Figure 1. Key Performance Indications (KPIs) aggregation from Measured Values (MV).

2. KPIs and Digital Twin Platforms in Manufacturing

A lot of KPIs have been defined in literature (Manufacturing, Environmental, Design, and Customer) [6], and, despite the fact that methods have been developed for the precise acquisition of measured values [7], the interconnection of the values (Figure 1) can lead to mistaken decision making when one searches for the root cause of an alarm occurring in a manufacturing environment.
In addition, regarding manufacturing-oriented dashboard systems, they aid in the visualization of complex accumulations, trends, and directions of Key Performance Indications (KPIs) [8]. However, despite the situation awareness [9] that they offer, they are not able to support the right decision made at management level by elaborating automatically the performance metrics and achieving profitable production [10]. In the meantime, multiple criteria methods are widely used for decision support or the optimization of production, plant, or machine levels [1][11], based (mainly) on the four basic manufacturing attributes i.e.,: Cost, Time, Quality, and Flexibility levels [1]. This set of course can be extended.
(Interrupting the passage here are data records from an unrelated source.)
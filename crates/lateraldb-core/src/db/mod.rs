//! Database handle, sessions, query planning and execution.

pub mod executor;
pub mod query;
pub mod response;
pub mod session;
pub mod store;


use crate::{
    error::{InternalError, StoreError},
    model::schema::Schema,
};
use std::sync::{Arc, RwLock, RwLockReadGuard, RwLockWriteGuard};

// re-exports
pub use executor::{Comparator, JoinExecutor};
pub use query::{
    builder::Query,
    expr::{ColumnRef, CompareOp, Expr, col, lit},
    plan::{
        CollectionSelector, ExecutablePlan, JoinKind, JoinSource, JoinSpec, LateralColumn,
        LateralSpec, OrderDirection, OrderSpec, PlanFingerprint, ProjectionItem, QueryPlan,
    },
};
pub use response::{JoinResult, Tuple};
pub use session::{DbSession, Transaction};
pub use store::{DataStore, Row, RowSource};

///
/// Db
///
/// Shared handle to a schema and its committed store.
/// Clones share state; readers take a snapshot, writers commit through
/// an optimistic version check.
///

#[derive(Clone, Debug)]
pub struct Db {
    inner: Arc<DbInner>,
}

#[derive(Debug)]
struct DbInner {
    schema: Schema,
    committed: RwLock<Committed>,
}

#[derive(Debug)]
struct Committed {
    store: DataStore,
    version: u64,
}

impl Db {
    #[must_use]
    pub fn new(schema: Schema) -> Self {
        let store = DataStore::new(&schema);

        Self {
            inner: Arc::new(DbInner {
                schema,
                committed: RwLock::new(Committed { store, version: 0 }),
            }),
        }
    }

    #[must_use]
    pub fn schema(&self) -> &Schema {
        &self.inner.schema
    }

    /// Open a session with default policy (no debug, global metrics).
    #[must_use]
    pub fn session(&self) -> DbSession {
        DbSession::new(self.clone())
    }

    /// Number of commits applied so far.
    pub fn version(&self) -> Result<u64, InternalError> {
        Ok(self.read()?.version)
    }

    /// Run `f` against the committed store under a read lock.
    pub(crate) fn with_committed<T>(
        &self,
        f: impl FnOnce(&DataStore) -> Result<T, InternalError>,
    ) -> Result<T, InternalError> {
        f(&self.read()?.store)
    }

    /// Clone the committed store with the version it was taken at.
    pub(crate) fn snapshot(&self) -> Result<(DataStore, u64), InternalError> {
        let committed = self.read()?;

        Ok((committed.store.clone(), committed.version))
    }

    /// Replace the committed store if nothing committed since `expected`.
    pub(crate) fn commit(&self, store: DataStore, expected: u64) -> Result<u64, InternalError> {
        let mut committed = self.write()?;
        if committed.version != expected {
            return Err(InternalError::store(StoreError::Conflict {
                expected,
                found: committed.version,
            }));
        }

        committed.store = store;
        committed.version += 1;

        Ok(committed.version)
    }

    fn read(&self) -> Result<RwLockReadGuard<'_, Committed>, InternalError> {
        self.inner
            .committed
            .read()
            .map_err(|_| InternalError::store(StoreError::Poisoned))
    }

    fn write(&self) -> Result<RwLockWriteGuard<'_, Committed>, InternalError> {
        self.inner
            .committed
            .write()
            .map_err(|_| InternalError::store(StoreError::Poisoned))
    }
}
The “performance” that is collected from the shop-floor has been considered as measured values (MV) and their aggregation or accumulation into higher level Key Performance Indicators, as initially introduced by [12]. The goal of all these is the achievement of digital manufacturing [13].
On the other hand, the term digital twin can be considered as an “umbrella”, and it can be implemented with various technologies beneath, such as physics [14], machine learning [15], and data/control models [16]. A digital twin deals with giving some sort of feedback back to the system and it varies from process level [14] to system level [17], and it can even handle design aspects [18].
Regarding commercial dashboard solutions, they enable either manual or automated input of measured values for the production of KPIs [19][20][21]. However, their functionality is limited to the reporting features of the current KPI values, typically visualized with a Graphical User Interface (GUI), usually cluttered, with gauges, charts, or tabular percentages. Additionally, there is need to incorporate various techniques from machine learning or Artificial Intelligence in general [22] and signal processing techniques [23]. The typical functionality that is found in dashboards serves as a visual display of the most important information for one or more objectives, consolidated and arranged on a single screen, so as for the information to be monitored at a glance [8]. This is extended in order to analyze the aggregated KPIs and explore potential failures in the future by utilizing monitored production performances. Finding, however, the root cause of a problem occurring, utilizing the real time data in an efficient and fast way, is still being pursued.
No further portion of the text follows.